GIS technology is a powerful tool for wildlife conservation. According to Esri’s GIS for Wildlife Conservation, GIS tools help conservationists monitor and visualize factors such as population distributions, how habitat is used, track historical changes to a particular region and track how conservation efforts are impacting a habitat. Overall these tools allow conservationists to be better able to gather, analyze and manage data and thereby gain a better understanding of where efforts and resources are most needed. Drones using lidar can be used to fly into wilderness areas to study protected animals and gain valuable information on habitat and movements with minimal human interaction. Endangered and Protected species are often tagged with GPS tracking devices. Data gathered from those devices can be used to give conservationists a better understanding where and when the animals are migrating, where they are feeding and where they are coming into contact and or conflict with humans.
Let’s talk about Elephants. Because who doesn’t love Elephants?

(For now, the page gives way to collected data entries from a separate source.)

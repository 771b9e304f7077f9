//! Migration: Create reviews table.
//!
//! The `(user_id, product_id)` unique index is what makes
//! one-review-per-user-per-product hold under concurrent submissions.

use sea_orm_migration::prelude::*;

use super::{Products, Users};

#[derive(DeriveMigrationName)]
pub struct Migration;

#[async_trait::async_trait]
impl MigrationTrait for Migration {
    async fn up(&self, manager: &SchemaManager) -> Result<(), DbErr> {
        manager
            .create_table(
                Table::create()
                    .table(Reviews::Table)
                    .if_not_exists()
                    .col(
                        ColumnDef::new(Reviews::Id)
                            .integer()
                            .not_null()
                            .auto_increment()
                            .primary_key(),
                    )
                    .col(ColumnDef::new(Reviews::Rating).float().not_null())
                    .col(ColumnDef::new(Reviews::UserId).uuid().not_null())
                    .col(ColumnDef::new(Reviews::ProductId).integer().not_null())
                    .col(ColumnDef::new(Reviews::Comment).text().not_null())
                    .col(
                        ColumnDef::new(Reviews::Created)
                            .timestamp_with_time_zone()
                            .not_null(),
                    )
                    .foreign_key(
                        ForeignKey::create()
                            .name("fk_reviews_user_id")
                            .from(Reviews::Table, Reviews::UserId)
                            .to(Users::Table, Users::Id)
                            .on_delete(ForeignKeyAction::Cascade),
                    )
                    .foreign_key(
                        ForeignKey::create()
                            .name("fk_reviews_product_id")
                            .from(Reviews::Table, Reviews::ProductId)
                            .to(Products::Table, Products::Id)
                            .on_delete(ForeignKeyAction::Cascade),
                    )
                    .to_owned(),
            )
            .await?;

        manager
            .create_index(
                Index::create()
                    .name("idx_reviews_product_id")
                    .table(Reviews::Table)
                    .col(Reviews::ProductId)
                    .to_owned(),
            )
            .await?;

        manager
            .create_index(
                Index::create()
                    .name("idx_reviews_user_id")
                    .table(Reviews::Table)
                    .col(Reviews::UserId)
                    .to_owned(),
            )
            .await?;

        manager
            .create_index(
                Index::create()
                    .name("uq_reviews_user_product")
                    .table(Reviews::Table)
                    .col(Reviews::UserId)
                    .col(Reviews::ProductId)
                    .unique()
                    .to_owned(),
            )
            .await
    }

    async fn down(&self, manager: &SchemaManager) -> Result<(), DbErr> {
        manager
            .drop_table(Table::drop().table(Reviews::Table).to_owned())
            .await
    }
}

#[derive(DeriveIden)]
enum Reviews {
    Table,
    Id,
    Rating,
    UserId,
    ProductId,
    Comment,
    Created,
}
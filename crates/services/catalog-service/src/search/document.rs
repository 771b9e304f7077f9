//! Index document shapes.

use serde::{Deserialize, Serialize};

use domain::{Product, ProductId, ProductVariant, UpsertVariant, VariantId};

/// Full index record for one variant.
#[derive(Debug, Clone, PartialEq, Serialize, Deserialize)]
#[serde(rename_all = "camelCase")]
pub struct SearchDocument {
    #[serde(rename = "objectID")]
    pub object_id: String,
    /// Owning product id
    pub id: ProductId,
    pub title: String,
    pub price: f32,
    pub product_type: String,
    /// Primary image url; `null` when the variant has no images
    pub variant_images: Option<String>,
}

impl SearchDocument {
    pub fn for_variant(
        product: &Product,
        variant: &ProductVariant,
        primary_image: Option<&str>,
    ) -> Self {
        Self {
            object_id: object_id(variant.id),
            id: product.id,
            title: product.title.clone(),
            price: product.price,
            product_type: variant.product_type.clone(),
            variant_images: primary_image.map(str::to_string),
        }
    }
}

/// Fields rewritten when a variant is edited.
#[derive(Debug, Clone, PartialEq, Serialize, Deserialize)]
#[serde(rename_all = "camelCase")]
pub struct SearchPatch {
    #[serde(rename = "objectID")]
    pub object_id: String,
    pub id: ProductId,
    pub product_type: String,
    pub variant_images: Option<String>,
}

impl SearchPatch {
    pub fn for_edit(variant: &ProductVariant, input: &UpsertVariant) -> Self {
        Self {
            object_id: object_id(variant.id),
            id: variant.product_id,
            product_type: variant.product_type.clone(),
            variant_images: input.first_image_url().map(str::to_string),
        }
    }
}

/// Queued index mutation, stored as JSON in the outbox.
#[derive(Debug, Clone, PartialEq, Serialize, Deserialize)]
#[serde(tag = "op", rename_all = "snake_case")]
pub enum IndexOperation {
    Save { document: SearchDocument },
    PartialUpdate { patch: SearchPatch },
    Delete { object_id: String },
}

impl IndexOperation {
    pub fn object_id(&self) -> &str {
        match self {
            IndexOperation::Save { document } => &document.object_id,
            IndexOperation::PartialUpdate { patch } => &patch.object_id,
            IndexOperation::Delete { object_id } => object_id,
        }
    }

    pub fn kind(&self) -> &'static str {
        match self {
            IndexOperation::Save { .. } => "save",
            IndexOperation::PartialUpdate { .. } => "partial_update",
            IndexOperation::Delete { .. } => "delete",
        }
    }
}

/// Index object id for a variant.
pub fn object_id(variant_id: VariantId) -> String {
    variant_id.to_string()
}
//! Bearer token identity.
//!
//! Tokens are issued by the external auth provider and signed with the
//! shared HS256 secret. A request without a token is anonymous; a request
//! with an invalid token is rejected.

use axum::{
    body::Body,
    extract::State,
    http::{header::AUTHORIZATION, Request},
    middleware::Next,
    response::Response,
    Extension,
};
use jsonwebtoken::{decode, DecodingKey, Validation};
use serde::{Deserialize, Serialize};
use uuid::Uuid;

use common::{AppError, AppResult};
use domain::{CurrentUser, UserRole};

use super::AppState;

/// JWT claims.
#[derive(Debug, Clone, Serialize, Deserialize)]
pub struct Claims {
    pub sub: Uuid,
    pub email: String,
    pub role: String,
    pub exp: i64,
    pub iat: i64,
}

impl From<Claims> for CurrentUser {
    fn from(claims: Claims) -> Self {
        CurrentUser {
            id: claims.sub,
            email: claims.email,
            role: UserRole::from(claims.role),
        }
    }
}

/// Verifies bearer tokens against the shared secret.
pub struct TokenVerifier {
    key: DecodingKey,
    validation: Validation,
}

impl TokenVerifier {
    pub fn new(secret: &str) -> Self {
        Self {
            key: DecodingKey::from_secret(secret.as_bytes()),
            validation: Validation::default(),
        }
    }

    pub fn verify(&self, token: &str) -> AppResult<CurrentUser> {
        let token_data = decode::<Claims>(token, &self.key, &self.validation)?;
        Ok(CurrentUser::from(token_data.claims))
    }
}

/// Attach the caller's identity to the request when a bearer token is present.
pub async fn identity_middleware(
    State(state): State<AppState>,
    mut request: Request<Body>,
    next: Next,
) -> Result<Response, AppError> {
    if let Some(token) = extract_token(&request)? {
        let user = state.tokens.verify(&token)?;
        request.extensions_mut().insert(user);
    }

    Ok(next.run(request).await)
}

/// Extract bearer token from Authorization header.
fn extract_token(request: &Request<Body>) -> AppResult<Option<String>> {
    let Some(header) = request.headers().get(AUTHORIZATION) else {
        return Ok(None);
    };

    let value = header.to_str().map_err(|_| AppError::Unauthorized)?;
    match value.strip_prefix("Bearer ") {
        Some(token) if !token.trim().is_empty() => Ok(Some(token.trim().to_string())),
        _ => Err(AppError::Unauthorized),
    }
}

/// Identity set by [`identity_middleware`], if any.
pub fn identity(user: Option<Extension<CurrentUser>>) -> Option<CurrentUser> {
    user.map(|Extension(user)| user)
}

/// Require a signed-in administrator.
pub fn require_admin(user: Option<&CurrentUser>) -> AppResult<&CurrentUser> {
    match user {
        Some(user) if user.is_admin() => Ok(user),
        Some(_) => Err(AppError::Forbidden),
        None => Err(AppError::Unauthorized),
    }
}
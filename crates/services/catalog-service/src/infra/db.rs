//! Database connection and initialization.

use std::time::Duration;

use sea_orm::{
    ConnectOptions, ConnectionTrait, Database as SeaDatabase, DatabaseConnection, DbErr, Statement,
};
use sea_orm_migration::MigratorTrait;

use common::DatabaseConfig;

use super::migrations::Migrator;

/// Database wrapper for connection management
#[derive(Clone)]
pub struct Database {
    connection: DatabaseConnection,
}

impl Database {
    /// Initialize database connection and run migrations.
    pub async fn connect(config: &DatabaseConfig) -> Result<Self, DbErr> {
        let db = Self::connect_without_migrations(config).await?;

        // Run pending migrations
        Migrator::up(&db.connection, None).await?;
        tracing::info!("Database connected and migrations applied");

        Ok(db)
    }

    /// Connect without running migrations (for CLI commands).
    pub async fn connect_without_migrations(config: &DatabaseConfig) -> Result<Self, DbErr> {
        let mut options = ConnectOptions::new(config.url.clone());
        options
            .max_connections(config.max_connections)
            .min_connections(config.min_connections)
            .connect_timeout(Duration::from_secs(10))
            .sqlx_logging(false);

        let connection = SeaDatabase::connect(options).await?;
        Ok(Self { connection })
    }

    /// Wrap an existing connection.
    pub fn from_connection(connection: DatabaseConnection) -> Self {
        Self { connection }
    }

    /// Get a reference to the database connection.
    pub fn connection(&self) -> &DatabaseConnection {
        &self.connection
    }

    /// Get a clone of the database connection.
    pub fn get_connection(&self) -> DatabaseConnection {
        self.connection.clone()
    }

    /// Run pending migrations.
    pub async fn run_migrations(&self) -> Result<(), DbErr> {
        Migrator::up(&self.connection, None).await
    }

    /// Rollback the last migration.
    pub async fn rollback_migration(&self) -> Result<(), DbErr> {
        Migrator::down(&self.connection, Some(1)).await
    }

    /// Get migration status (list all migrations with applied status).
    pub async fn migration_status(&self) -> Result<Vec<(String, bool)>, DbErr> {
        use sea_orm::{EntityTrait, QueryOrder};
        use sea_orm_migration::seaql_migrations;

        // Get applied migrations from database
        let applied: std::collections::HashSet<String> = seaql_migrations::Entity::find()
            .order_by_asc(seaql_migrations::Column::Version)
            .all(&self.connection)
            .await?
            .into_iter()
            .map(|m| m.version)
            .collect();

        // Map all defined migrations with their applied status
        let migrations: Vec<(String, bool)> = Migrator::migrations()
            .iter()
            .map(|m| {
                let name = m.name().to_string();
                let is_applied = applied.contains(&name);
                (name, is_applied)
            })
            .collect();

        Ok(migrations)
    }

    /// Reset database and run all migrations fresh.
    pub async fn fresh_migrations(&self) -> Result<(), DbErr> {
        Migrator::fresh(&self.connection).await
    }

    /// Check database connectivity by executing a simple query.
    pub async fn ping(&self) -> Result<(), DbErr> {
        self.connection
            .execute(Statement::from_string(
                self.connection.get_database_backend(),
                "SELECT 1".to_string(),
            ))
            .await?;
        Ok(())
    }
}
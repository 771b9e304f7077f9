//! Service Container - Centralized service access.
//!
//! Wires the persistence layer, the search outbox and the view cache into
//! the three catalog services.

use std::sync::Arc;

use sea_orm::DatabaseConnection;

use common::OutboxConfig;
use domain::Clock;

use super::{
    ProductManager, ProductService, ReviewManager, ReviewService, VariantManager, VariantService,
};
use crate::infra::{Persistence, ViewCache, ViewInvalidator};
use crate::search::{SearchIndex, SearchSync};

#[cfg(any(test, feature = "test-utils"))]
use mockall::automock;

/// Service container trait for dependency injection.
#[cfg_attr(any(test, feature = "test-utils"), automock)]
pub trait ServiceContainer: Send + Sync {
    fn variants(&self) -> Arc<dyn VariantService>;

    fn reviews(&self) -> Arc<dyn ReviewService>;

    fn products(&self) -> Arc<dyn ProductService>;
}

/// External collaborators shared by every service.
#[derive(Clone)]
pub struct Collaborators {
    pub index: Arc<dyn SearchIndex>,
    pub views: Arc<dyn ViewInvalidator>,
    pub cache: Arc<dyn ViewCache>,
    pub clock: Arc<dyn Clock>,
}

/// Concrete implementation of ServiceContainer
#[derive(Clone)]
pub struct Services {
    variant_service: Arc<dyn VariantService>,
    review_service: Arc<dyn ReviewService>,
    product_service: Arc<dyn ProductService>,
    sync: SearchSync,
}

impl Services {
    /// Create the service container from a database connection.
    pub fn from_connection(
        db: DatabaseConnection,
        collaborators: Collaborators,
        outbox: OutboxConfig,
        placeholder_image: String,
    ) -> Self {
        let persistence = Persistence::new(db);
        let sync = SearchSync::new(
            persistence.clone(),
            collaborators.index.clone(),
            collaborators.clock.clone(),
            outbox,
        );

        let variant_service = Arc::new(VariantManager::new(
            persistence.clone(),
            sync.clone(),
            collaborators.views.clone(),
            collaborators.clock.clone(),
        ));
        let review_service = Arc::new(ReviewManager::new(
            persistence.clone(),
            collaborators.views.clone(),
            collaborators.clock.clone(),
        ));
        let product_service = Arc::new(ProductManager::new(
            persistence,
            sync.clone(),
            collaborators.views,
            collaborators.cache,
            collaborators.clock,
            placeholder_image,
        ));

        Self {
            variant_service,
            review_service,
            product_service,
            sync,
        }
    }

    /// Outbox relay sharing this container's index and clock.
    pub fn search_sync(&self) -> &SearchSync {
        &self.sync
    }
}

impl ServiceContainer for Services {
    fn variants(&self) -> Arc<dyn VariantService> {
        self.variant_service.clone()
    }

    fn reviews(&self) -> Arc<dyn ReviewService> {
        self.review_service.clone()
    }

    fn products(&self) -> Arc<dyn ProductService> {
        self.product_service.clone()
    }
}
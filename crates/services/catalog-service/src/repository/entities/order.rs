//! Order header database entity for SeaORM.

use sea_orm::entity::prelude::*;

#[derive(Clone, Debug, PartialEq, DeriveEntityModel)]
#[sea_orm(table_name = "orders")]
pub struct Model {
    #[sea_orm(primary_key)]
    pub id: i32,
    pub user_id: Uuid,
    pub total: f32,
    pub status: String,
    pub created: DateTimeUtc,
    pub receipt_url: Option<String>,
    pub payment_intent_id: Option<String>,
}

#[derive(Copy, Clone, Debug, EnumIter, DeriveRelation)]
pub enum Relation {
    #[sea_orm(
        belongs_to = "super::user::Entity",
        from = "Column::UserId",
        to = "super::user::Column::Id",
        on_delete = "Cascade"
    )]
    User,
    #[sea_orm(has_many = "super::order_product::Entity")]
    OrderProducts,
}

impl Related<super::user::Entity> for Entity {
    fn to() -> RelationDef {
        Relation::User.def()
    }
}

impl Related<super::order_product::Entity> for Entity {
    fn to() -> RelationDef {
        Relation::OrderProducts.def()
    }
}

impl ActiveModelBehavior for ActiveModel {}
//! Catalog service configuration.

use std::env;
use std::str::FromStr;

use common::{CacheConfig, DatabaseConfig, JwtConfig, OutboxConfig, SearchConfig, ServiceConfig};

/// Default dashboard image for products without variant images.
pub const DEFAULT_PLACEHOLDER_IMAGE: &str = "/publicio_logo.jpg";

/// Catalog service configuration.
///
/// Secrets are redacted by the `Debug` impls of the nested sections.
#[derive(Debug, Clone)]
pub struct CatalogServiceConfig {
    pub service: ServiceConfig,
    pub database: DatabaseConfig,
    pub cache: CacheConfig,
    pub jwt: JwtConfig,
    pub search: SearchConfig,
    pub outbox: OutboxConfig,
    /// Dashboard image used when a product has no variant image
    pub placeholder_image_url: String,
}

impl CatalogServiceConfig {
    /// Load configuration from environment variables.
    pub fn from_env() -> Self {
        let defaults = Self::default();

        Self {
            service: ServiceConfig {
                service_name: defaults.service.service_name,
                host: env::var("CATALOG_SERVICE_HOST").unwrap_or(defaults.service.host),
                port: parse_env("CATALOG_SERVICE_PORT", defaults.service.port),
                request_timeout_seconds: parse_env(
                    "REQUEST_TIMEOUT_SECONDS",
                    defaults.service.request_timeout_seconds,
                ),
            },
            database: DatabaseConfig {
                url: env::var("DATABASE_URL").unwrap_or(defaults.database.url),
                max_connections: parse_env(
                    "DATABASE_MAX_CONNECTIONS",
                    defaults.database.max_connections,
                ),
                min_connections: defaults.database.min_connections,
            },
            cache: CacheConfig {
                url: env::var("REDIS_URL").unwrap_or(defaults.cache.url),
                default_ttl_seconds: parse_env(
                    "VIEW_CACHE_TTL_SECONDS",
                    defaults.cache.default_ttl_seconds,
                ),
            },
            jwt: JwtConfig {
                secret: env::var("JWT_SECRET").unwrap_or_default(),
            },
            search: SearchConfig {
                app_id: non_empty_env("ALGOLIA_APP_ID"),
                admin_key: non_empty_env("ALGOLIA_ADMIN_KEY"),
                index_name: env::var("ALGOLIA_INDEX").unwrap_or(defaults.search.index_name),
                timeout_ms: parse_env("SEARCH_TIMEOUT_MS", defaults.search.timeout_ms),
            },
            outbox: OutboxConfig {
                batch_size: parse_env("OUTBOX_BATCH_SIZE", defaults.outbox.batch_size),
                max_attempts: parse_env("OUTBOX_MAX_ATTEMPTS", defaults.outbox.max_attempts),
                poll_interval_ms: parse_env(
                    "OUTBOX_POLL_INTERVAL_MS",
                    defaults.outbox.poll_interval_ms,
                ),
                lease_seconds: parse_env("OUTBOX_LEASE_SECONDS", defaults.outbox.lease_seconds),
            },
            placeholder_image_url: env::var("PLACEHOLDER_IMAGE_URL")
                .unwrap_or(defaults.placeholder_image_url),
        }
    }
}

impl Default for CatalogServiceConfig {
    fn default() -> Self {
        Self {
            service: ServiceConfig::default(),
            database: DatabaseConfig::default(),
            cache: CacheConfig::default(),
            jwt: JwtConfig::default(),
            search: SearchConfig::default(),
            outbox: OutboxConfig::default(),
            placeholder_image_url: DEFAULT_PLACEHOLDER_IMAGE.to_string(),
        }
    }
}

fn parse_env<T: FromStr>(key: &str, default: T) -> T {
    env::var(key)
        .ok()
        .and_then(|value| value.parse().ok())
        .unwrap_or(default)
}

fn non_empty_env(key: &str) -> Option<String> {
    env::var(key).ok().filter(|value| !value.trim().is_empty())
}
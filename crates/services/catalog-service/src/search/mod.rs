//! Search index boundary.
//!
//! The relational store is the source of truth. Index operations are written
//! to the outbox in the same transaction as the change that caused them and
//! delivered afterwards, so the index converges even when the provider is
//! briefly unreachable.

mod algolia;
mod document;
mod log_only;
mod sync;

use async_trait::async_trait;

use common::AppResult;

pub use algolia::AlgoliaIndex;
pub use document::{object_id, IndexOperation, SearchDocument, SearchPatch};
pub use log_only::LogOnlyIndex;
pub use sync::{DrainReport, SearchSync};

#[cfg(any(test, feature = "test-utils"))]
use mockall::automock;

/// Remote document index keyed by string object id.
#[cfg_attr(any(test, feature = "test-utils"), automock)]
#[async_trait]
pub trait SearchIndex: Send + Sync {
    /// Create or fully replace a document.
    async fn save_object(&self, document: &SearchDocument) -> AppResult<()>;

    /// Overwrite only the fields present in the patch.
    async fn partial_update_object(&self, patch: &SearchPatch) -> AppResult<()>;

    /// Remove a document. Removing an unknown id succeeds.
    async fn delete_object(&self, object_id: &str) -> AppResult<()>;
}

/// Dispatch one queued operation to the index.
pub async fn apply(index: &dyn SearchIndex, operation: &IndexOperation) -> AppResult<()> {
    match operation {
        IndexOperation::Save { document } => index.save_object(document).await,
        IndexOperation::PartialUpdate { patch } => index.partial_update_object(patch).await,
        IndexOperation::Delete { object_id } => index.delete_object(object_id).await,
    }
}

#[cfg(test)]
mod tests {
    use super::*;
    use common::AppError;

    #[tokio::test]
    async fn test_apply_routes_delete() {
        let mut index = MockSearchIndex::new();
        index
            .expect_delete_object()
            .withf(|id| id == "12")
            .times(1)
            .returning(|_| Ok(()));
        index.expect_save_object().never();

        let operation = IndexOperation::Delete {
            object_id: object_id(12),
        };
        apply(&index, &operation).await.unwrap();
    }

    #[tokio::test]
    async fn test_apply_surfaces_provider_error() {
        let mut index = MockSearchIndex::new();
        index
            .expect_partial_update_object()
            .withf(|patch| patch.object_id == "4" && patch.variant_images.is_none())
            .returning(|_| Err(AppError::search_index("timeout")));

        let operation = IndexOperation::PartialUpdate {
            patch: SearchPatch {
                object_id: "4".to_string(),
                id: 1,
                product_type: "Green".to_string(),
                variant_images: None,
            },
        };
        let err = apply(&index, &operation).await.unwrap_err();
        assert!(matches!(err, AppError::SearchIndex(_)));
    }
}
//! Unit of Work pattern implementation.
//!
//! Centralizes repository access and owns the transaction lifecycle so that
//! a variant rewrite (row update, tag replace, image replace, outbox entry)
//! commits or rolls back as one unit.

use std::future::Future;
use std::pin::Pin;

use async_trait::async_trait;
use sea_orm::{
    AccessMode, DatabaseConnection, DatabaseTransaction, IsolationLevel, TransactionTrait,
};

use common::{AppError, AppResult};

use crate::repository::{
    CatalogLoader, OutboxRepository, ProductRepository, ReviewRepository, VariantRepository,
};

/// Boxed transactional body borrowing the transaction for `'a`.
pub type TxFuture<'a, T> = Pin<Box<dyn Future<Output = AppResult<T>> + Send + 'a>>;

/// Unit of Work trait.
///
/// Not object safe because of the generic transaction method; services hold
/// the concrete [`Persistence`].
#[async_trait]
pub trait UnitOfWork: Send + Sync {
    /// Execute a closure within a ReadCommitted transaction.
    ///
    /// Committed on `Ok`, rolled back on `Err`. Dropping the returned future
    /// before completion drops the transaction, which also rolls it back.
    async fn transaction<F, T>(&self, f: F) -> AppResult<T>
    where
        F: for<'a> FnOnce(TransactionContext<'a>) -> TxFuture<'a, T> + Send,
        T: Send;
}

/// Repository access bound to one open transaction.
#[derive(Clone, Copy)]
pub struct TransactionContext<'a> {
    txn: &'a DatabaseTransaction,
}

impl<'a> TransactionContext<'a> {
    fn new(txn: &'a DatabaseTransaction) -> Self {
        Self { txn }
    }

    pub fn products(&self) -> ProductRepository<'a, DatabaseTransaction> {
        ProductRepository::new(self.txn)
    }

    pub fn variants(&self) -> VariantRepository<'a, DatabaseTransaction> {
        VariantRepository::new(self.txn)
    }

    pub fn reviews(&self) -> ReviewRepository<'a, DatabaseTransaction> {
        ReviewRepository::new(self.txn)
    }

    pub fn outbox(&self) -> OutboxRepository<'a, DatabaseTransaction> {
        OutboxRepository::new(self.txn)
    }
}

/// Concrete implementation of UnitOfWork
#[derive(Clone)]
pub struct Persistence {
    db: DatabaseConnection,
}

impl Persistence {
    pub fn new(db: DatabaseConnection) -> Self {
        Self { db }
    }

    /// Underlying pool, for reads outside a transaction.
    pub fn connection(&self) -> &DatabaseConnection {
        &self.db
    }

    pub fn products(&self) -> ProductRepository<'_, DatabaseConnection> {
        ProductRepository::new(&self.db)
    }

    pub fn variants(&self) -> VariantRepository<'_, DatabaseConnection> {
        VariantRepository::new(&self.db)
    }

    pub fn reviews(&self) -> ReviewRepository<'_, DatabaseConnection> {
        ReviewRepository::new(&self.db)
    }

    pub fn outbox(&self) -> OutboxRepository<'_, DatabaseConnection> {
        OutboxRepository::new(&self.db)
    }

    pub fn catalog(&self) -> CatalogLoader<'_, DatabaseConnection> {
        CatalogLoader::new(&self.db)
    }
}

#[async_trait]
impl UnitOfWork for Persistence {
    async fn transaction<F, T>(&self, f: F) -> AppResult<T>
    where
        F: for<'a> FnOnce(TransactionContext<'a>) -> TxFuture<'a, T> + Send,
        T: Send,
    {
        let txn = self
            .db
            .begin_with_config(
                Some(IsolationLevel::ReadCommitted),
                Some(AccessMode::ReadWrite),
            )
            .await
            .map_err(AppError::from)?;

        let ctx = TransactionContext::new(&txn);

        match f(ctx).await {
            Ok(result) => {
                txn.commit().await.map_err(AppError::from)?;
                Ok(result)
            }
            Err(e) => {
                if let Err(rollback_err) = txn.rollback().await {
                    tracing::error!("Transaction rollback failed: {}", rollback_err);
                }
                Err(e)
            }
        }
    }
}

/// Run `$body` inside a ReadCommitted transaction with `$ctx` in scope.
///
/// The body is an `async move` block, so it may only capture owned values.
#[macro_export]
macro_rules! with_transaction {
    ($uow:expr, |$ctx:ident| $body:expr) => {
        $crate::infra::unit_of_work::UnitOfWork::transaction(&$uow, |$ctx| {
            Box::pin(async move { $body })
        })
        .await
    };
}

Parc National Garamba in the Democratic Republic of the Congo and Kenya’s Maasai Mara are putting GIS technology into the field everyday to help with their efforts to increase the elephant population. One tool used by both parks is the GPS collar. Both parks use the data from the GPS collars as part of their effort to protect their elephant populations. For example in Kenya human population growth has moved human settlements closer to protected areas and increased animal/human conflict the animals venture onto local farms looking for food. The collars allow park rangers to receive an alert when an elephant ventures too close to local farms and a park ranger in a helicopter can be dispatched to hurd the elephant way from the farms to safer feeding areas. Also, deviations in normal behavior can also be monitored to indicate when the elephants feel threatened. Years of study and observation have shown that elephants tend to move at a slow pace, females and the young elephants herd together and the adult male are more solitary. So when movement outside of this norm, such as fast movements and males congregating with the herd, is detected, park rangers can be dispatched immediately to investigate. Rangers at Garamba have used these behaviors as indicators of poaching activities. This has allowed Garamba to react quickly to threats to their elephants and as a result have nearly eliminated poaching in the park.